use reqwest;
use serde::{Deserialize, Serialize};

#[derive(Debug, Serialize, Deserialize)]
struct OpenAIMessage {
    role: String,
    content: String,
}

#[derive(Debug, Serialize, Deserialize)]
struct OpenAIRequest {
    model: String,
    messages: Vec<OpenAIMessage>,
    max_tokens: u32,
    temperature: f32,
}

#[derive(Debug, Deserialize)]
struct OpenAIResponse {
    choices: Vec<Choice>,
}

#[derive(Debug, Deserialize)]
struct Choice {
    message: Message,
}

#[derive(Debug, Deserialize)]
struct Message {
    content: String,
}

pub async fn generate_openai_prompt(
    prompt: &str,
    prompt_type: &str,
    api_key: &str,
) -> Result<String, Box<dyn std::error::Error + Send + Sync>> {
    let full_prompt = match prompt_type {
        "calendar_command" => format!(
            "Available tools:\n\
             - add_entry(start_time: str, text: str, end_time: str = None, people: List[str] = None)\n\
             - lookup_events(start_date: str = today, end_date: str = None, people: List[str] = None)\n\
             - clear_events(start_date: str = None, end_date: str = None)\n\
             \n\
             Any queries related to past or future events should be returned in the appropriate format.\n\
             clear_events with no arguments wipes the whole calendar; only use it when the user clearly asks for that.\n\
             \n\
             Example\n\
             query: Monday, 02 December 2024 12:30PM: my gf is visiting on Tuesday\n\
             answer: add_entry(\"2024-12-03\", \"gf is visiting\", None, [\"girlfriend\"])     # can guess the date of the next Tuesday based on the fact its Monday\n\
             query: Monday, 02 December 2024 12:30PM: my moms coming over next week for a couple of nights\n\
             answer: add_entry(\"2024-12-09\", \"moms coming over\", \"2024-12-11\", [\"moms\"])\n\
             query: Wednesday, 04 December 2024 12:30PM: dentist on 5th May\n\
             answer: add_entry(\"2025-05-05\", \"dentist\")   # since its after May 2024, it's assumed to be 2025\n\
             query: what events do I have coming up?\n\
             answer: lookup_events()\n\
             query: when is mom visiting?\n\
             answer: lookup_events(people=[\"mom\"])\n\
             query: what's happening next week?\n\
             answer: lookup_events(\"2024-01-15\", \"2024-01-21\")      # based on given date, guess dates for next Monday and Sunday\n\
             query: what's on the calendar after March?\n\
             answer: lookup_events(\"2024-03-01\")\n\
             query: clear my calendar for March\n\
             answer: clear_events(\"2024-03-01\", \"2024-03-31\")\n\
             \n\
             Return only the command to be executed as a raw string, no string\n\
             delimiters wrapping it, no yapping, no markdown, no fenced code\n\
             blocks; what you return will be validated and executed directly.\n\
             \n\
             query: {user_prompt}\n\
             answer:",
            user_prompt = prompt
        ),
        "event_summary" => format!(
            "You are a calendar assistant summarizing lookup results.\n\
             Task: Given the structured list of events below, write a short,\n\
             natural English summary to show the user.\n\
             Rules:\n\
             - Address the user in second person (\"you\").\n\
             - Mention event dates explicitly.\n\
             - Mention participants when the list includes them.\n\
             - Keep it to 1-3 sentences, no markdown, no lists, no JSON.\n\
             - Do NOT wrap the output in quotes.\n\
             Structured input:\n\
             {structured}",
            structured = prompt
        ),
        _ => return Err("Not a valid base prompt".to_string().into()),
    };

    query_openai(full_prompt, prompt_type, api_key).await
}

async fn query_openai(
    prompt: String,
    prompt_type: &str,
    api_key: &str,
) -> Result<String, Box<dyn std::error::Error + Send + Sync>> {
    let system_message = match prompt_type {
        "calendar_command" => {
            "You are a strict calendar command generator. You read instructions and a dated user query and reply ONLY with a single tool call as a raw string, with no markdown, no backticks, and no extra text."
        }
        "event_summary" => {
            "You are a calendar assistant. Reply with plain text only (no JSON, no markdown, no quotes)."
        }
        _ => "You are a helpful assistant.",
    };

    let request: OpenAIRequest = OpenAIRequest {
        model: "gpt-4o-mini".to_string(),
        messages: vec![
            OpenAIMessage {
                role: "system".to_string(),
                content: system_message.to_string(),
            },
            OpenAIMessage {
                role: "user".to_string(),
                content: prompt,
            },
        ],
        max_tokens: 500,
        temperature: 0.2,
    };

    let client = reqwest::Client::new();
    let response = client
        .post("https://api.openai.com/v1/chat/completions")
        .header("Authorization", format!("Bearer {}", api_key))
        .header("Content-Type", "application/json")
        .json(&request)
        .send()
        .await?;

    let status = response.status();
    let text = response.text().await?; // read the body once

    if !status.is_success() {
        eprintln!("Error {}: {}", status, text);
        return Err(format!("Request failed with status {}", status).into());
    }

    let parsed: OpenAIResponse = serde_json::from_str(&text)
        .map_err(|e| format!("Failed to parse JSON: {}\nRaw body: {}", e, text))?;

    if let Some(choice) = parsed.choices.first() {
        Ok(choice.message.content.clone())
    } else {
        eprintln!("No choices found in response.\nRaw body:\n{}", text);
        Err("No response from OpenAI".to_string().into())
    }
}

────────────────

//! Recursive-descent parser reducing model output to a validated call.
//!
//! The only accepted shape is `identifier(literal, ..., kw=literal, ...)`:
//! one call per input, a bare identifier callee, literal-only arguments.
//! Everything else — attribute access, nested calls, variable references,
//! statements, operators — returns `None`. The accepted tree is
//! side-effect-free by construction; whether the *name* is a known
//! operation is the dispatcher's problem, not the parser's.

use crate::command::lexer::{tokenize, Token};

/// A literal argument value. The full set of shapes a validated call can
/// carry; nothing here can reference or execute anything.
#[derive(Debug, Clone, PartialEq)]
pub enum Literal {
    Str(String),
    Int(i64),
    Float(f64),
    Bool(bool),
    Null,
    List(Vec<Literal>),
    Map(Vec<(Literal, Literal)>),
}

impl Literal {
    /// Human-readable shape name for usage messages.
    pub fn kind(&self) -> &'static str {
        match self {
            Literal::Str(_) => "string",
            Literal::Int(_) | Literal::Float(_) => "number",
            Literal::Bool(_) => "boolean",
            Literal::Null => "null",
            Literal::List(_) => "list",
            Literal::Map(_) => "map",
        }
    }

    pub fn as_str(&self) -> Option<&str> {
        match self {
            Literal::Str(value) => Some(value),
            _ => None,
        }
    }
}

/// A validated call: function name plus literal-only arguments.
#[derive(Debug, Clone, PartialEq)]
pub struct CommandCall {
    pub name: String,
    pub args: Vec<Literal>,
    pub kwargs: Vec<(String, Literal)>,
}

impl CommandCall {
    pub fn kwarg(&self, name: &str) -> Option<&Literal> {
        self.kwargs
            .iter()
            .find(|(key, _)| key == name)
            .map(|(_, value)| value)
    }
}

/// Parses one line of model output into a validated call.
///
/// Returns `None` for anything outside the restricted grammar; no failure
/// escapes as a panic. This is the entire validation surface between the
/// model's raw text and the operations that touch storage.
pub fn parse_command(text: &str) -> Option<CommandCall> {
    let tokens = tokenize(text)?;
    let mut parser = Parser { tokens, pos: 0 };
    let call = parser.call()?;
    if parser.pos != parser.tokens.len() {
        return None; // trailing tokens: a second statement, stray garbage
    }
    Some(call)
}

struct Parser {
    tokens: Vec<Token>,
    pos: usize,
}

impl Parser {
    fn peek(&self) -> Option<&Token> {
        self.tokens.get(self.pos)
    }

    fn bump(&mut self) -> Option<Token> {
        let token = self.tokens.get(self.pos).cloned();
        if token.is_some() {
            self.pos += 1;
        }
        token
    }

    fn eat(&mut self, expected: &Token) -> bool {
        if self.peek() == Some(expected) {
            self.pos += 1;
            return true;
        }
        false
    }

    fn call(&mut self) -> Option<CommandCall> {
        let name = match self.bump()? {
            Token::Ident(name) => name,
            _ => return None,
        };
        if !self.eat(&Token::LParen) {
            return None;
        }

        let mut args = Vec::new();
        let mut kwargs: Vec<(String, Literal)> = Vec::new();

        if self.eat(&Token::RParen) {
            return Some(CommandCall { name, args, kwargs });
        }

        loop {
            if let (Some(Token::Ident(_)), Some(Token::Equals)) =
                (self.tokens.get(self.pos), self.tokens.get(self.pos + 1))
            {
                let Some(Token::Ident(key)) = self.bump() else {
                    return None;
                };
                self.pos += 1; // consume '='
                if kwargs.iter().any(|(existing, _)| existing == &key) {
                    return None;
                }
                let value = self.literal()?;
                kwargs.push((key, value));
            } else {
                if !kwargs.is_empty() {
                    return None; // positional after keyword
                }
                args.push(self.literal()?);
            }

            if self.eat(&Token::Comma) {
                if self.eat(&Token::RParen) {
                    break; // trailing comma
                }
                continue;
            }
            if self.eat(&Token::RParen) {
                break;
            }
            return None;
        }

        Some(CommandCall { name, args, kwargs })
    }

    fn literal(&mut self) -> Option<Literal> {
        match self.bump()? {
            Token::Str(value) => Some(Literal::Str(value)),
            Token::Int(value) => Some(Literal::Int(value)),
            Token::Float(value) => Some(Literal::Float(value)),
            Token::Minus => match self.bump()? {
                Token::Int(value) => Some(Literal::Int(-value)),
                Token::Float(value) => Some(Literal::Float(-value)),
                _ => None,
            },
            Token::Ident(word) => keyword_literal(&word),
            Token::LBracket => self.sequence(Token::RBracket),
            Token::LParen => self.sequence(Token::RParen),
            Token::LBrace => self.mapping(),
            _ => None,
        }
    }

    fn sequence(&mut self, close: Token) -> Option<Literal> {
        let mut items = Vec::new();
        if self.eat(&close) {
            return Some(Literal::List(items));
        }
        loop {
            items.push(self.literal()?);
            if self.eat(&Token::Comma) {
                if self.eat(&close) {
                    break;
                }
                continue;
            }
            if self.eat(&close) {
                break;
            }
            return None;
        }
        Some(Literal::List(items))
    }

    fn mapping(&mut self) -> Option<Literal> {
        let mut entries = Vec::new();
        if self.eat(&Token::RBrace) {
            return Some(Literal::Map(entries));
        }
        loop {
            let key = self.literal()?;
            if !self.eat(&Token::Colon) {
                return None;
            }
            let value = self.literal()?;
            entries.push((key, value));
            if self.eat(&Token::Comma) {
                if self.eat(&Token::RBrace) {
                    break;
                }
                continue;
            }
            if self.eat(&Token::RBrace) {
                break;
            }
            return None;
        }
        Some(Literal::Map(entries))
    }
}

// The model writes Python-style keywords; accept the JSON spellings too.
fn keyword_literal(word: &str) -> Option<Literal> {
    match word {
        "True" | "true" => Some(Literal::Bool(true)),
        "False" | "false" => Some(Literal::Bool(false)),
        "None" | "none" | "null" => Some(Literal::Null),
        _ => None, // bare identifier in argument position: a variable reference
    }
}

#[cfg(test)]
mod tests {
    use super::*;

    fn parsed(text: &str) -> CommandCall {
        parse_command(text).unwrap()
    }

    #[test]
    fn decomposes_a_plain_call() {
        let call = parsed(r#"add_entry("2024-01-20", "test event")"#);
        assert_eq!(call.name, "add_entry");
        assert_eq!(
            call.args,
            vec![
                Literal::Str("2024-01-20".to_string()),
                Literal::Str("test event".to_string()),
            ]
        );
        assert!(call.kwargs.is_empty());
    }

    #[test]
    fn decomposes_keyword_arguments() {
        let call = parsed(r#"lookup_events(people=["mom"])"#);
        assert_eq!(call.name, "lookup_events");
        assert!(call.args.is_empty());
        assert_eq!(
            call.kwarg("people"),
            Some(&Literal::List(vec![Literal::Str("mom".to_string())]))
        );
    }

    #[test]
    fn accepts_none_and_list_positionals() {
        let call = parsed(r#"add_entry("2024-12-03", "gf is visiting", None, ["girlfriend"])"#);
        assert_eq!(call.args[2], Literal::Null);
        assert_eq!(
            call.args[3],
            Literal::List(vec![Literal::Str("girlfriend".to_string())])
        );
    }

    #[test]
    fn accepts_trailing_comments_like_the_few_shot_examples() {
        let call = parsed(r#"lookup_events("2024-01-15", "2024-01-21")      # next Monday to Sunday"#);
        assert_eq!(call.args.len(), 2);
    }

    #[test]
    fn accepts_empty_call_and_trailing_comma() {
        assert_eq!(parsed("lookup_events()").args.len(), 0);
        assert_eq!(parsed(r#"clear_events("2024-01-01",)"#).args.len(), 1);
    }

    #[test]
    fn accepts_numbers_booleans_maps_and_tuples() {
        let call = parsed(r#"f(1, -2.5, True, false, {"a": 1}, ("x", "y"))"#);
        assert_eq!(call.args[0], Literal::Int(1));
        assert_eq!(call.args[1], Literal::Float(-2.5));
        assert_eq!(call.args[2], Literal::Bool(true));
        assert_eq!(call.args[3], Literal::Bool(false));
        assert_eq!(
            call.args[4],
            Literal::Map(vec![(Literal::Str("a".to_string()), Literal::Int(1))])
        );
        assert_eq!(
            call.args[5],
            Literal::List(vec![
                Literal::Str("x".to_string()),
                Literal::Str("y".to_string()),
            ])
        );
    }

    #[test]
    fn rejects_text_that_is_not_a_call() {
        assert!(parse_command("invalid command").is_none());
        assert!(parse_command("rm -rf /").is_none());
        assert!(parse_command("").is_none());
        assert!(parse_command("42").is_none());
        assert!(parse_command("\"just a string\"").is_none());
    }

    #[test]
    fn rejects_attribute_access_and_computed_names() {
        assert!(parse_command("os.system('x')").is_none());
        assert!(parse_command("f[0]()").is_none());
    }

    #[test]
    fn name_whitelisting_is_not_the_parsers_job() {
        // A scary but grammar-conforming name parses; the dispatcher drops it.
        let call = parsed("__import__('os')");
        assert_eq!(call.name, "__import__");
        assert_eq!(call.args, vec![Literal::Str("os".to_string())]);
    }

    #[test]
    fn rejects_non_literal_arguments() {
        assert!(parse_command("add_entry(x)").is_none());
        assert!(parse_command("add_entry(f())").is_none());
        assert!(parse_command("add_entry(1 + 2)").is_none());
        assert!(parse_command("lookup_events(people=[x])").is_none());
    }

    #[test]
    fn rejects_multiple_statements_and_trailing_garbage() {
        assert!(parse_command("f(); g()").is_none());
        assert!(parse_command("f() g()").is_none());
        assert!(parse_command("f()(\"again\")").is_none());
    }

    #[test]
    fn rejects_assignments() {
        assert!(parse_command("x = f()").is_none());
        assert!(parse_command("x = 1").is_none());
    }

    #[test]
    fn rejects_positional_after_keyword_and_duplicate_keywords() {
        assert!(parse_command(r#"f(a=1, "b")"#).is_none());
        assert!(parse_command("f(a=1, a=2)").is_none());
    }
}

────────────────

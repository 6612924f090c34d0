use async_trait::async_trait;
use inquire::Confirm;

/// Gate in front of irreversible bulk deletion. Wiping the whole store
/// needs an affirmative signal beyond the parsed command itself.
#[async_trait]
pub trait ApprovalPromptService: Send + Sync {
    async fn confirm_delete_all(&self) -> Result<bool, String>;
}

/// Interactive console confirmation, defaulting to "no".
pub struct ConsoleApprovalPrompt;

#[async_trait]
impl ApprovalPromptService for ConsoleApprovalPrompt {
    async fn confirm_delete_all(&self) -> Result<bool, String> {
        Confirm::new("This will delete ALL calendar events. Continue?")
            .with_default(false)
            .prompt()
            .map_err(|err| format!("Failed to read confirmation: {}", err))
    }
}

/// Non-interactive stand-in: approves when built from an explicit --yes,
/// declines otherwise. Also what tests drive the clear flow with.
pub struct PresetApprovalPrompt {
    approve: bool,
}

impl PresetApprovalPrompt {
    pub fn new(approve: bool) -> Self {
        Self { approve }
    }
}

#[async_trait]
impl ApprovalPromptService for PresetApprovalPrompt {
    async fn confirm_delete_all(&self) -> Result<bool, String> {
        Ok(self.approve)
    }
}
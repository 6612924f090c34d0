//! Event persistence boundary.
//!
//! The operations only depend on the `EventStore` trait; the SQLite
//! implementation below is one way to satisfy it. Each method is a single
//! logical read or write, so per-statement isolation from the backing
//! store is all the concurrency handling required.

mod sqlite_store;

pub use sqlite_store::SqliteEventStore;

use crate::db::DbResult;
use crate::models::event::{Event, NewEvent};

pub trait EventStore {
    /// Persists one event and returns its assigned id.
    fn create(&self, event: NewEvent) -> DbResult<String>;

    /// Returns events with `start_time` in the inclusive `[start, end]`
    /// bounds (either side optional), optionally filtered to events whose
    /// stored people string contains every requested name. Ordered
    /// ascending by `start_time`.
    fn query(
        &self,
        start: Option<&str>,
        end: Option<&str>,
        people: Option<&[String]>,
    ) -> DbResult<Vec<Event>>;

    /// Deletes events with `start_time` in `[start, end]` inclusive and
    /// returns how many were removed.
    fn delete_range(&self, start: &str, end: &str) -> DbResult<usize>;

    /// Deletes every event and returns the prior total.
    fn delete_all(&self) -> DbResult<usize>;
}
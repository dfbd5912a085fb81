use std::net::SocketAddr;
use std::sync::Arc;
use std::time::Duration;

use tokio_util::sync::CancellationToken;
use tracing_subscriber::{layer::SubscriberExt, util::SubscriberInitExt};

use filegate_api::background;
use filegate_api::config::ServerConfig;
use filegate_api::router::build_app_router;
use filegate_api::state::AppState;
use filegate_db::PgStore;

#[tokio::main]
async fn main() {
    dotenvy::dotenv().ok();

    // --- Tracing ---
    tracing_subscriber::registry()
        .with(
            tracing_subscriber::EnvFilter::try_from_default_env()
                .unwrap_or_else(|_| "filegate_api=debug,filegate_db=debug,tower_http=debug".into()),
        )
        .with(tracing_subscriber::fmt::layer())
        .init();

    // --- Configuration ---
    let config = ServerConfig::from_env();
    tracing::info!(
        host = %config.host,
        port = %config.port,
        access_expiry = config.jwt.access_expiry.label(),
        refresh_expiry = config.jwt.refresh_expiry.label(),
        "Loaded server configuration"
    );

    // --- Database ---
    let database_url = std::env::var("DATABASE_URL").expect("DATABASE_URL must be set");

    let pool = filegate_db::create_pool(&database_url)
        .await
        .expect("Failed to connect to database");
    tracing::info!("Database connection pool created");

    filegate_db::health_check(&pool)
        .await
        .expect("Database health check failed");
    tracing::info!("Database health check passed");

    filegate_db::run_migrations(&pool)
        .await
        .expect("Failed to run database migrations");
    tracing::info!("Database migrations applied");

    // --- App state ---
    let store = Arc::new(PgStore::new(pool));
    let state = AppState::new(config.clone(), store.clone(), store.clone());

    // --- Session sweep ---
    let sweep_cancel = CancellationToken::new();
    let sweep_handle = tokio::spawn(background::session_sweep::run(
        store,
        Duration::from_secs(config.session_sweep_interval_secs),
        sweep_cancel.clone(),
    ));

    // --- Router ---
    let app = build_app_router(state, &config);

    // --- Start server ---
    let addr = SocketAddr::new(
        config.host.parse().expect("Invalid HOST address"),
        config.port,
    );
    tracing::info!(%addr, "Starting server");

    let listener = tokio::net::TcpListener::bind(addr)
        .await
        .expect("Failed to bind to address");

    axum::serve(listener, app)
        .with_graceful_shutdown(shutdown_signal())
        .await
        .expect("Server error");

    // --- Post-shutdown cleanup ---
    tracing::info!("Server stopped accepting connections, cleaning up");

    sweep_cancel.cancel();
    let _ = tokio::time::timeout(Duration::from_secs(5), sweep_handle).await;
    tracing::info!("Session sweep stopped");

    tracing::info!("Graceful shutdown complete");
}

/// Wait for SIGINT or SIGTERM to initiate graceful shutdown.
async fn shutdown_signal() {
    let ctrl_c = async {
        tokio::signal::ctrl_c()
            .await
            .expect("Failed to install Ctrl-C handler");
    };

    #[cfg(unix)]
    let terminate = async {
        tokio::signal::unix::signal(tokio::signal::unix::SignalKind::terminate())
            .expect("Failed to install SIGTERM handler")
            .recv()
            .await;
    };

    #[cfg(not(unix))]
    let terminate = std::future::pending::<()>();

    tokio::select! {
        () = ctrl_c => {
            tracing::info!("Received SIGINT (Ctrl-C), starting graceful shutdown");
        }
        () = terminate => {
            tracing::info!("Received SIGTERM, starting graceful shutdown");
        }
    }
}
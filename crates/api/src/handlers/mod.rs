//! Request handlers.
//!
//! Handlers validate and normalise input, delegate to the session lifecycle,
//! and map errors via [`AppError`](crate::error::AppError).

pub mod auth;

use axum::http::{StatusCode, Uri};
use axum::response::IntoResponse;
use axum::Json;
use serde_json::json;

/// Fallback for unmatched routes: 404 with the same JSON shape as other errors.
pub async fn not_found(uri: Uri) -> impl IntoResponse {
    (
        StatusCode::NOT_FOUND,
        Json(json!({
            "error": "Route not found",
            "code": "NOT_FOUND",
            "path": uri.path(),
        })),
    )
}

────────────────

◆ **TRY IT**
Return, unchanged, the run of lines above that opens with the line containing "use reqwest;" and closes with the line containing "query: Monday, 02 December 2024 12:30PM: my gf". Include both.

◆ **ANSWER SPACE**
use reqwest;
use serde::{Deserialize, Serialize};

#[derive(Debug, Serialize, Deserialize)]
struct OpenAIMessage {
    role: String,
    content: String,
}

#[derive(Debug, Serialize, Deserialize)]
struct OpenAIRequest {
    model: String,
    messages: Vec<OpenAIMessage>,
    max_tokens: u32,
    temperature: f32,
}

#[derive(Debug, Deserialize)]
struct OpenAIResponse {
    choices: Vec<Choice>,
}

#[derive(Debug, Deserialize)]
struct Choice {
    message: Message,
}

#[derive(Debug, Deserialize)]
struct Message {
    content: String,
}

pub async fn generate_openai_prompt(
    prompt: &str,
    prompt_type: &str,
    api_key: &str,
) -> Result<String, Box<dyn std::error::Error + Send + Sync>> {
    let full_prompt = match prompt_type {
        "calendar_command" => format!(
            "Available tools:\n\
             - add_entry(start_time: str, text: str, end_time: str = None, people: List[str] = None)\n\
             - lookup_events(start_date: str = today, end_date: str = None, people: List[str] = None)\n\
             - clear_events(start_date: str = None, end_date: str = None)\n\
             \n\
             Any queries related to past or future events should be returned in the appropriate format.\n\
             clear_events with no arguments wipes the whole calendar; only use it when the user clearly asks for that.\n\
             \n\
             Example\n\
             query: Monday, 02 December 2024 12:30PM: my gf is visiting on Tuesday\n\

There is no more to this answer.